> EXCERPTED RECORDS:
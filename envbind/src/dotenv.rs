//! `.env` file reader producing a [`Snapshot`].
//!
//! Supported line forms:
//!
//! ```text
//! # comment
//! PORT=8080
//! export NAME = svc          # trailing comment
//! GREETING="hello\nworld"    # escapes and $VARS expand
//! RAW='kept ${AS_IS}'        # single quotes are literal
//! URL=http://${HOST:=localhost}:${PORT}
//! level: debug               # YAML-style separator
//! ```
//!
//! Variable references resolve against keys parsed earlier in the same input.
//! Reading never touches the process environment.

use crate::error::DotenvError;
use crate::snapshot::Snapshot;
use once_cell::sync::Lazy;
use regex::Regex;
use std::collections::HashMap;
use std::fs;
use std::path::Path;

/// Pattern for an optional leading `export` keyword
static EXPORT_PATTERN: Lazy<Regex> =
    Lazy::new(|| Regex::new(r"^\s*(?:export\s+)?(.*?)\s*$").unwrap());

/// Parse dotenv text into ordered `(KEY, value)` pairs.
///
/// Keys are upper-cased. A key may appear more than once; consumers that
/// collect into a [`Snapshot`] keep the last value.
pub fn parse(input: &str) -> Result<Vec<(String, String)>, DotenvError> {
    let mut entries = Vec::new();
    let mut seen: HashMap<String, String> = HashMap::new();

    for (index, line) in input.lines().enumerate() {
        if is_ignored_line(line) {
            continue;
        }

        let (key, value) = parse_line(line, &seen).map_err(|message| DotenvError::Parse {
            line: index + 1,
            message,
        })?;
        tracing::trace!(line = index + 1, key = %key, "parsed dotenv entry");

        seen.insert(key.clone(), value.clone());
        entries.push((key, value));
    }

    Ok(entries)
}

/// Parse dotenv text into a snapshot.
pub fn from_str(input: &str) -> Result<Snapshot, DotenvError> {
    Ok(parse(input)?.into_iter().collect())
}

/// Read and parse a single dotenv file.
pub fn from_path(path: impl AsRef<Path>) -> Result<Snapshot, DotenvError> {
    let path = path.as_ref();
    let input = fs::read_to_string(path).map_err(|e| DotenvError::Io {
        path: path.display().to_string(),
        source: e,
    })?;
    tracing::debug!(path = %path.display(), "read dotenv file");
    from_str(&input)
}

/// Read several dotenv files in order; later files overwrite earlier ones.
pub fn from_paths<I, P>(paths: I) -> Result<Snapshot, DotenvError>
where
    I: IntoIterator<Item = P>,
    P: AsRef<Path>,
{
    let mut snapshot = Snapshot::new();
    for path in paths {
        snapshot.extend(from_path(path)?.iter());
    }
    Ok(snapshot)
}

fn is_ignored_line(line: &str) -> bool {
    let trimmed = line.trim();
    trimmed.is_empty() || trimmed.starts_with('#')
}

fn parse_line(line: &str, seen: &HashMap<String, String>) -> Result<(String, String), String> {
    let line = strip_comment(line);

    let equals = line.find('=');
    let colon = line.find(':');
    let split_at = match (equals, colon) {
        (Some(e), Some(c)) => e.min(c),
        (Some(i), None) | (None, Some(i)) => i,
        (None, None) => return Err("can't separate key from value".to_string()),
    };
    let (raw_key, raw_value) = (&line[..split_at], &line[split_at + 1..]);

    let key = EXPORT_PATTERN
        .captures(raw_key)
        .and_then(|caps| caps.get(1))
        .map_or(raw_key, |m| m.as_str())
        .to_uppercase();
    if key.is_empty() {
        return Err("empty key".to_string());
    }

    Ok((key, parse_value(raw_value, seen)))
}

/// Drop everything from the first `#` that is not inside quotes.
fn strip_comment(line: &str) -> &str {
    let mut quote = None;
    let mut escaped = false;

    for (i, c) in line.char_indices() {
        match (quote, c) {
            (Some('"'), '\\') if !escaped => {
                escaped = true;
                continue;
            }
            (Some(q), c) if c == q && !escaped => quote = None,
            (None, '"' | '\'') => quote = Some(c),
            (None, '#') => return &line[..i],
            _ => {}
        }
        escaped = false;
    }

    line
}

fn parse_value(raw: &str, seen: &HashMap<String, String>) -> String {
    let value = raw.trim();
    if value.len() < 2 {
        return value.to_string();
    }

    if value.starts_with('\'') && value.ends_with('\'') {
        return value[1..value.len() - 1].to_string();
    }

    if value.starts_with('"') && value.ends_with('"') {
        let unescaped = unescape(&value[1..value.len() - 1]);
        return expand_references(&unescaped, seen);
    }

    expand_references(value, seen)
}

/// Expand `\n` and `\r`, unescape other characters. `\$` is kept for
/// [`expand_references`].
fn unescape(value: &str) -> String {
    let mut out = String::with_capacity(value.len());
    let mut chars = value.chars();

    while let Some(c) = chars.next() {
        if c != '\\' {
            out.push(c);
            continue;
        }
        match chars.next() {
            Some('n') => out.push('\n'),
            Some('r') => out.push('\r'),
            Some('$') => out.push_str("\\$"),
            Some(other) => out.push(other),
            None => out.push('\\'),
        }
    }

    out
}

/// Replace `$NAME`, `${NAME}` and `${NAME:=default}` with earlier values.
fn expand_references(value: &str, seen: &HashMap<String, String>) -> String {
    let mut out = String::with_capacity(value.len());
    let mut rest = value;

    while let Some(pos) = rest.find(['$', '\\']) {
        out.push_str(&rest[..pos]);
        let tail = &rest[pos..];

        if let Some(after) = tail.strip_prefix("\\$") {
            out.push('$');
            rest = after;
            continue;
        }
        if let Some(after) = tail.strip_prefix('\\') {
            out.push('\\');
            rest = after;
            continue;
        }

        let after = &tail[1..];
        if let Some(braced) = after.strip_prefix('{') {
            if let Some(close) = braced.find('}') {
                let body = &braced[..close];
                let (name, default) = body.split_once(":=").unwrap_or((body, ""));
                let name = name.trim().to_uppercase();
                out.push_str(seen.get(&name).map_or(default, String::as_str));
                rest = &braced[close + 1..];
                continue;
            }
        } else {
            let len = after
                .find(|c: char| !(c.is_ascii_alphanumeric() || c == '_'))
                .unwrap_or(after.len());
            if len > 0 {
                let name = after[..len].to_uppercase();
                out.push_str(seen.get(&name).map_or("", String::as_str));
                rest = &after[len..];
                continue;
            }
        }

        out.push('$');
        rest = after;
    }

    out.push_str(rest);
    out
}
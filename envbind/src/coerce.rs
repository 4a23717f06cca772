//! Conversion of a single resolved string into a typed value.
//!
//! | Type                         | Accepted input                                   |
//! |------------------------------|--------------------------------------------------|
//! | `bool`                       | `""` (false), `1 t T TRUE true True`, `0 f ...`  |
//! | `i8`..`i128`, `isize`        | base 10, optional sign                           |
//! | `u8`..`u128`, `usize`        | base 10, or `0x` / `0o` / `0b` / leading `0`     |
//! | `f32`, `f64`                 | decimal or scientific notation                   |
//! | `Duration`                   | `1h30m`, `1.5s`, `300ms`, `0`                    |
//! | `String`                     | anything                                         |
//! | `Vec<T>`                     | `a, b, c`                                        |
//! | `HashMap<K, V>`, `BTreeMap`  | `k1=v1; k2=v2`                                   |

use crate::error::CoerceError;
use std::collections::{BTreeMap, HashMap};
use std::hash::Hash;
use std::time::Duration;

/// Element separator for sequences.
pub const SEQUENCE_SEPARATOR: char = ',';
/// Entry separator for mappings.
pub const ENTRY_SEPARATOR: char = ';';
/// Key/value separator inside a mapping entry.
pub const PAIR_SEPARATOR: char = '=';

/// Types that can be produced from a single environment variable value.
pub trait Coerce: Sized {
    /// Convert `raw` into `Self`.
    fn coerce(raw: &str) -> Result<Self, CoerceError>;
}

impl Coerce for String {
    fn coerce(raw: &str) -> Result<Self, CoerceError> {
        Ok(raw.to_string())
    }
}

impl Coerce for bool {
    /// A blank value means off.
    fn coerce(raw: &str) -> Result<Self, CoerceError> {
        match raw {
            "" => Ok(false),
            "1" | "t" | "T" | "TRUE" | "true" | "True" => Ok(true),
            "0" | "f" | "F" | "FALSE" | "false" | "False" => Ok(false),
            _ => Err(CoerceError::Bool {
                input: raw.to_string(),
            }),
        }
    }
}

macro_rules! impl_coerce_signed {
    ($($t:ty),*) => {$(
        impl Coerce for $t {
            fn coerce(raw: &str) -> Result<Self, CoerceError> {
                raw.parse::<$t>().map_err(|e| CoerceError::Int {
                    kind: stringify!($t),
                    input: raw.to_string(),
                    message: e.to_string(),
                })
            }
        }
    )*};
}

macro_rules! impl_coerce_unsigned {
    ($($t:ty),*) => {$(
        impl Coerce for $t {
            fn coerce(raw: &str) -> Result<Self, CoerceError> {
                let fail = |message: String| CoerceError::Int {
                    kind: stringify!($t),
                    input: raw.to_string(),
                    message,
                };
                let (radix, digits) = split_radix(raw).map_err(fail)?;
                <$t>::from_str_radix(&digits, radix).map_err(|e| fail(e.to_string()))
            }
        }
    )*};
}

macro_rules! impl_coerce_float {
    ($($t:ty),*) => {$(
        impl Coerce for $t {
            fn coerce(raw: &str) -> Result<Self, CoerceError> {
                raw.parse::<$t>().map_err(|e| CoerceError::Float {
                    kind: stringify!($t),
                    input: raw.to_string(),
                    message: e.to_string(),
                })
            }
        }
    )*};
}

impl_coerce_signed!(i8, i16, i32, i64, i128, isize);
impl_coerce_unsigned!(u8, u16, u32, u64, u128, usize);
impl_coerce_float!(f32, f64);

/// Work out the base of an unsigned literal from its prefix.
///
/// A `_` separator is accepted between two digits, or right after a base prefix.
fn split_radix(raw: &str) -> Result<(u32, String), String> {
    if raw.starts_with(['+', '-']) {
        return Err("sign not allowed for unsigned integer".to_string());
    }

    let lower = raw.get(..2).map(str::to_ascii_lowercase);
    let (radix, digits) = match lower.as_deref() {
        Some("0x") => (16, &raw[2..]),
        Some("0o") => (8, &raw[2..]),
        Some("0b") => (2, &raw[2..]),
        _ if raw.len() > 1 && raw.starts_with('0') => (8, &raw[1..]),
        _ => {
            if raw.starts_with('_') {
                return Err("misplaced digit separator".to_string());
            }
            (10, raw)
        }
    };

    if digits.starts_with(['+', '-']) {
        return Err("sign not allowed for unsigned integer".to_string());
    }
    if digits.ends_with('_') || digits.contains("__") {
        return Err("misplaced digit separator".to_string());
    }

    Ok((radix, digits.replace('_', "")))
}

const NANOS_PER_SEC: u128 = 1_000_000_000;

fn unit_nanos(unit: &str) -> Option<u128> {
    match unit {
        "ns" => Some(1),
        "us" | "\u{b5}s" | "\u{3bc}s" => Some(1_000),
        "ms" => Some(1_000_000),
        "s" => Some(NANOS_PER_SEC),
        "m" => Some(60 * NANOS_PER_SEC),
        "h" => Some(3_600 * NANOS_PER_SEC),
        _ => None,
    }
}

impl Coerce for Duration {
    /// Parse a sequence of decimal numbers with unit suffixes, such as `1h30m` or `1.5s`.
    fn coerce(raw: &str) -> Result<Self, CoerceError> {
        let fail = |message: &str| CoerceError::Duration {
            input: raw.to_string(),
            message: message.to_string(),
        };

        let (negative, mut rest) = match raw.strip_prefix('-') {
            Some(rest) => (true, rest),
            None => (false, raw.strip_prefix('+').unwrap_or(raw)),
        };
        if rest == "0" {
            return Ok(Duration::ZERO);
        }
        if rest.is_empty() {
            return Err(fail("empty duration"));
        }

        let mut total: u128 = 0;
        while !rest.is_empty() {
            let int_len = rest.find(|c: char| !c.is_ascii_digit()).unwrap_or(rest.len());
            let (int_part, after) = rest.split_at(int_len);

            let (frac_part, after) = match after.strip_prefix('.') {
                Some(after) => {
                    let len = after.find(|c: char| !c.is_ascii_digit()).unwrap_or(after.len());
                    after.split_at(len)
                }
                None => ("", after),
            };
            if int_part.is_empty() && frac_part.is_empty() {
                return Err(fail("expected a number"));
            }

            let unit_len = after
                .find(|c: char| c == '.' || c.is_ascii_digit())
                .unwrap_or(after.len());
            let (unit, after) = after.split_at(unit_len);
            if unit.is_empty() {
                return Err(fail("missing unit"));
            }
            let scale = unit_nanos(unit).ok_or_else(|| fail("unknown unit"))?;

            let mut value: u128 = 0;
            for digit in int_part.bytes() {
                value = value
                    .checked_mul(10)
                    .and_then(|v| v.checked_add(u128::from(digit - b'0')))
                    .ok_or_else(|| fail("overflow"))?;
            }
            value = value.checked_mul(scale).ok_or_else(|| fail("overflow"))?;

            // Digits beyond nanosecond precision of the largest unit do not change the result.
            let mut frac_value: u128 = 0;
            let mut frac_scale: u128 = 1;
            for digit in frac_part.bytes().take(18) {
                frac_value = frac_value * 10 + u128::from(digit - b'0');
                frac_scale *= 10;
            }
            value = value
                .checked_add(frac_value * scale / frac_scale)
                .ok_or_else(|| fail("overflow"))?;

            total = total.checked_add(value).ok_or_else(|| fail("overflow"))?;
            rest = after;
        }

        if negative && total != 0 {
            return Err(fail("negative durations are not supported"));
        }

        let secs = u64::try_from(total / NANOS_PER_SEC).map_err(|_| fail("overflow"))?;
        Ok(Duration::new(secs, (total % NANOS_PER_SEC) as u32))
    }
}

impl<T: Coerce> Coerce for Vec<T> {
    /// An empty string is one empty element, not an empty sequence.
    fn coerce(raw: &str) -> Result<Self, CoerceError> {
        raw.split(SEQUENCE_SEPARATOR)
            .map(|element| T::coerce(element.trim()))
            .collect()
    }
}

fn coerce_entry<K: Coerce, V: Coerce>(entry: &str) -> Result<(K, V), CoerceError> {
    let (key, value) = entry
        .split_once(PAIR_SEPARATOR)
        .ok_or_else(|| CoerceError::MalformedEntry {
            entry: entry.to_string(),
        })?;
    Ok((K::coerce(key.trim())?, V::coerce(value.trim())?))
}

impl<K, V> Coerce for HashMap<K, V>
where
    K: Coerce + Eq + Hash,
    V: Coerce,
{
    /// Duplicate keys keep the last value.
    fn coerce(raw: &str) -> Result<Self, CoerceError> {
        raw.split(ENTRY_SEPARATOR).map(coerce_entry).collect()
    }
}

impl<K, V> Coerce for BTreeMap<K, V>
where
    K: Coerce + Ord,
    V: Coerce,
{
    fn coerce(raw: &str) -> Result<Self, CoerceError> {
        raw.split(ENTRY_SEPARATOR).map(coerce_entry).collect()
    }
}

#[cfg(test)]
mod tests {
    use super::*;

    #[test]
    fn test_bool_lexicon() {
        for input in ["1", "t", "T", "TRUE", "true", "True"] {
            assert!(bool::coerce(input).unwrap(), "{input}");
        }
        for input in ["", "0", "f", "F", "FALSE", "false", "False"] {
            assert!(!bool::coerce(input).unwrap(), "{input}");
        }
        assert!(matches!(bool::coerce("yes"), Err(CoerceError::Bool { .. })));
        assert!(bool::coerce("tRuE").is_err());
    }

    #[test]
    fn test_signed_integers() {
        assert_eq!(i32::coerce("-42").unwrap(), -42);
        assert_eq!(i64::coerce("+7").unwrap(), 7);
        assert!(i32::coerce("").is_err());
        assert!(i32::coerce("0x10").is_err());
    }

    #[test]
    fn test_integer_overflow_names_width() {
        match i8::coerce("128") {
            Err(CoerceError::Int { kind, .. }) => assert_eq!(kind, "i8"),
            other => panic!("expected Int error, got {other:?}"),
        }
        match u16::coerce("70000") {
            Err(CoerceError::Int { kind, .. }) => assert_eq!(kind, "u16"),
            other => panic!("expected Int error, got {other:?}"),
        }
    }

    #[test]
    fn test_unsigned_base_prefixes() {
        assert_eq!(u32::coerce("42").unwrap(), 42);
        assert_eq!(u32::coerce("0x1F").unwrap(), 31);
        assert_eq!(u32::coerce("0o17").unwrap(), 15);
        assert_eq!(u32::coerce("017").unwrap(), 15);
        assert_eq!(u32::coerce("0b101").unwrap(), 5);
        assert_eq!(u32::coerce("0").unwrap(), 0);
        assert_eq!(u64::coerce("0x_ff_ff").unwrap(), 0xffff);
        assert!(u32::coerce("-1").is_err());
        assert!(u32::coerce("0x").is_err());
        assert!(u32::coerce("09").is_err());
    }

    #[test]
    fn test_unsigned_digit_separators() {
        assert_eq!(u32::coerce("1_000").unwrap(), 1000);
        assert_eq!(u64::coerce("1_000_000").unwrap(), 1_000_000);
        assert_eq!(u32::coerce("0_17").unwrap(), 15);
        assert_eq!(u32::coerce("0b_1_0").unwrap(), 2);
        for input in ["_1", "1_", "1__0", "0x__1", "_"] {
            assert!(
                matches!(u32::coerce(input), Err(CoerceError::Int { kind: "u32", .. })),
                "{input}"
            );
        }
    }

    #[test]
    fn test_floats() {
        assert_eq!(f64::coerce("1.5").unwrap(), 1.5);
        assert_eq!(f32::coerce("2e3").unwrap(), 2000.0);
        assert!(matches!(
            f64::coerce("one"),
            Err(CoerceError::Float { kind: "f64", .. })
        ));
    }

    #[test]
    fn test_duration_grammar() {
        assert_eq!(Duration::coerce("0").unwrap(), Duration::ZERO);
        assert_eq!(Duration::coerce("300ms").unwrap(), Duration::from_millis(300));
        assert_eq!(Duration::coerce("1h30m").unwrap(), Duration::from_secs(5400));
        assert_eq!(Duration::coerce("1.5s").unwrap(), Duration::from_millis(1500));
        assert_eq!(Duration::coerce(".5m").unwrap(), Duration::from_secs(30));
        assert_eq!(Duration::coerce("2h45m10s").unwrap(), Duration::from_secs(9910));
        assert_eq!(Duration::coerce("10us").unwrap(), Duration::from_micros(10));
        assert_eq!(Duration::coerce("10\u{b5}s").unwrap(), Duration::from_micros(10));
        assert_eq!(Duration::coerce("+5ns").unwrap(), Duration::from_nanos(5));
    }

    #[test]
    fn test_duration_signed_zero() {
        assert_eq!(Duration::coerce("-0").unwrap(), Duration::ZERO);
        assert_eq!(Duration::coerce("+0").unwrap(), Duration::ZERO);
        assert_eq!(Duration::coerce("-0s").unwrap(), Duration::ZERO);
        assert_eq!(Duration::coerce("-0.0h").unwrap(), Duration::ZERO);
        assert!(Duration::coerce("-").is_err());
        assert!(Duration::coerce("-1ns").is_err());
    }

    #[test]
    fn test_duration_rejects_malformed() {
        for input in ["", "10", "1x", "-1s", "h", ".s", "1.2.3s"] {
            assert!(
                matches!(Duration::coerce(input), Err(CoerceError::Duration { .. })),
                "{input}"
            );
        }
    }

    #[test]
    fn test_sequence_trims_elements() {
        assert_eq!(Vec::<i32>::coerce("1, 2,3").unwrap(), vec![1, 2, 3]);
        assert_eq!(
            Vec::<String>::coerce(" a ,b").unwrap(),
            vec!["a".to_string(), "b".to_string()]
        );
    }

    #[test]
    fn test_sequence_of_empty_string() {
        assert_eq!(Vec::<String>::coerce("").unwrap(), vec![String::new()]);
        assert!(Vec::<i32>::coerce("").is_err());
    }

    #[test]
    fn test_sequence_element_failure_aborts() {
        assert!(matches!(
            Vec::<u8>::coerce("1,x,3"),
            Err(CoerceError::Int { kind: "u8", .. })
        ));
    }

    #[test]
    fn test_mapping_entries() {
        let map = HashMap::<String, i32>::coerce("a=1;b=2").unwrap();
        assert_eq!(map.len(), 2);
        assert_eq!(map["a"], 1);
        assert_eq!(map["b"], 2);

        let map = BTreeMap::<String, i32>::coerce(" a = 1 ; a=2").unwrap();
        assert_eq!(map.into_iter().collect::<Vec<_>>(), vec![("a".to_string(), 2)]);
    }

    #[test]
    fn test_mapping_value_keeps_later_separators() {
        let map = HashMap::<String, String>::coerce("url=a=b").unwrap();
        assert_eq!(map["url"], "a=b");
    }

    #[test]
    fn test_mapping_malformed_entry() {
        assert_eq!(
            HashMap::<String, String>::coerce("a=1;b"),
            Err(CoerceError::MalformedEntry {
                entry: "b".to_string()
            })
        );
        assert!(HashMap::<String, String>::coerce("").is_err());
    }

    #[test]
    fn test_mapping_of_sequences() {
        let map = HashMap::<String, Vec<u16>>::coerce("web=80,443;db=5432").unwrap();
        assert_eq!(map["web"], vec![80, 443]);
        assert_eq!(map["db"], vec![5432]);
    }
}
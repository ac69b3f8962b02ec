//! Borrowed entity views
//!
//! [`Entity`] is a bare handle. These views pair it with its scene so
//! component access reads like methods on the entity itself.

use crate::bitmask::Bitmask;
use crate::component::Component;
use crate::entity::Entity;
use crate::error::Result;
use crate::scene::Scene;

/// Shared view of one entity
#[derive(Clone, Copy)]
pub struct EntityRef<'a> {
    scene: &'a Scene,
    entity: Entity,
}

impl<'a> EntityRef<'a> {
    pub(crate) fn new(scene: &'a Scene, entity: Entity) -> Self {
        Self { scene, entity }
    }

    pub fn id(&self) -> Entity {
        self.entity
    }

    pub fn get_component<T: Component>(&self) -> Result<&'a T> {
        self.scene.get_component(self.entity)
    }

    pub fn has_component<T: Component>(&self) -> bool {
        self.scene.has_component::<T>(self.entity)
    }

    /// Empty once the entity is destroyed.
    pub fn component_mask(&self) -> Bitmask {
        self.scene.component_mask(self.entity).unwrap_or_default()
    }

    pub fn component_names(&self) -> Vec<&'static str> {
        self.scene.entities().component_names(self.entity)
    }

    pub fn destroyed(&self) -> bool {
        self.scene.is_destroyed(self.entity)
    }

    /// False for null, stale and destroyed handles.
    pub fn is_valid(&self) -> bool {
        self.scene.entities().is_alive(self.entity)
    }
}

impl std::fmt::Debug for EntityRef<'_> {
    fn fmt(&self, f: &mut std::fmt::Formatter<'_>) -> std::fmt::Result {
        f.debug_struct("EntityRef")
            .field("entity", &self.entity)
            .field("components", &self.component_names())
            .finish()
    }
}

/// Exclusive view of one entity. Structural changes go through the scene, so
/// they are staged for system re-evaluation like any other.
pub struct EntityMut<'a> {
    scene: &'a mut Scene,
    entity: Entity,
}

impl<'a> EntityMut<'a> {
    pub(crate) fn new(scene: &'a mut Scene, entity: Entity) -> Self {
        Self { scene, entity }
    }

    pub fn id(&self) -> Entity {
        self.entity
    }

    /// Attach `component`; chainable.
    pub fn add_component<T: Component>(&mut self, component: T) -> Result<&mut Self> {
        self.scene.add_component(self.entity, component)?;
        Ok(self)
    }

    pub fn get_component<T: Component>(&self) -> Result<&T> {
        self.scene.get_component(self.entity)
    }

    pub fn get_component_mut<T: Component>(&mut self) -> Result<&mut T> {
        self.scene.get_component_mut(self.entity)
    }

    pub fn has_component<T: Component>(&self) -> bool {
        self.scene.has_component::<T>(self.entity)
    }

    pub fn remove_component<T: Component>(&mut self) -> Result<bool> {
        self.scene.remove_component::<T>(self.entity)
    }

    pub fn component_mask(&self) -> Bitmask {
        self.scene.component_mask(self.entity).unwrap_or_default()
    }

    pub fn destroyed(&self) -> bool {
        self.scene.is_destroyed(self.entity)
    }

    /// Stage this entity for removal at the next update.
    pub fn remove_self(&mut self) -> Result<()> {
        self.scene.remove_entity(self.entity)
    }

    pub fn is_valid(&self) -> bool {
        self.scene.entities().is_alive(self.entity)
    }

    pub fn as_readonly(&self) -> EntityRef<'_> {
        EntityRef::new(self.scene, self.entity)
    }
}
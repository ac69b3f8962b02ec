//! Scene configuration

use serde::{Deserialize, Serialize};

use crate::error::{EcsError, Result};

/// Scene construction settings.
///
/// Loadable from JSON; missing fields fall back to the defaults.
#[derive(Debug, Clone, PartialEq, Serialize, Deserialize)]
#[serde(default)]
pub struct SceneConfig {
    /// Name used in logs and inspector output
    pub name: String,

    /// Entities to reserve room for up front
    pub entity_capacity: usize,

    /// Stage entities from `create_entity` for system registration.
    /// `create_empty_entity` never does.
    pub register_on_create: bool,
}

impl Default for SceneConfig {
    fn default() -> Self {
        Self {
            name: "scene".to_string(),
            entity_capacity: 256,
            register_on_create: true,
        }
    }
}

impl SceneConfig {
    pub fn named(name: impl Into<String>) -> Self {
        Self {
            name: name.into(),
            ..Self::default()
        }
    }

    pub fn from_json_str(json: &str) -> Result<Self> {
        let config: SceneConfig = serde_json::from_str(json)?;
        config.validate()?;
        Ok(config)
    }

    pub fn to_json_string(&self) -> Result<String> {
        Ok(serde_json::to_string_pretty(self)?)
    }

    pub fn validate(&self) -> Result<()> {
        if self.name.trim().is_empty() {
            return Err(EcsError::ConfigError("scene name must not be empty".into()));
        }
        // Entity indices are u32 and u32::MAX is the null sentinel.
        if self.entity_capacity >= u32::MAX as usize {
            return Err(EcsError::ConfigError(format!(
                "entity_capacity {} exceeds the index space",
                self.entity_capacity
            )));
        }
        Ok(())
    }
}
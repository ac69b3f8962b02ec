use std::any::Any;

/// Message routed to systems through `Scene::handle_message`.
///
/// The scene never inspects the payload; systems downcast what they
/// understand and ignore the rest.
pub trait Message: Any + Send + Sync {
    /// Downcast to concrete type
    fn as_any(&self) -> &dyn Any;

    /// Message name for debugging
    fn message_name(&self) -> &str {
        std::any::type_name::<Self>()
    }
}

impl dyn Message {
    pub fn is<M: Message>(&self) -> bool {
        self.as_any().is::<M>()
    }

    pub fn downcast_ref<M: Message>(&self) -> Option<&M> {
        self.as_any().downcast_ref::<M>()
    }
}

> TASK ITEM: Go through the entries above and tally each line that has the word "trimmed"; reply with the tally and nothing else.

> ANSWER TO THIS PROBLEM: 2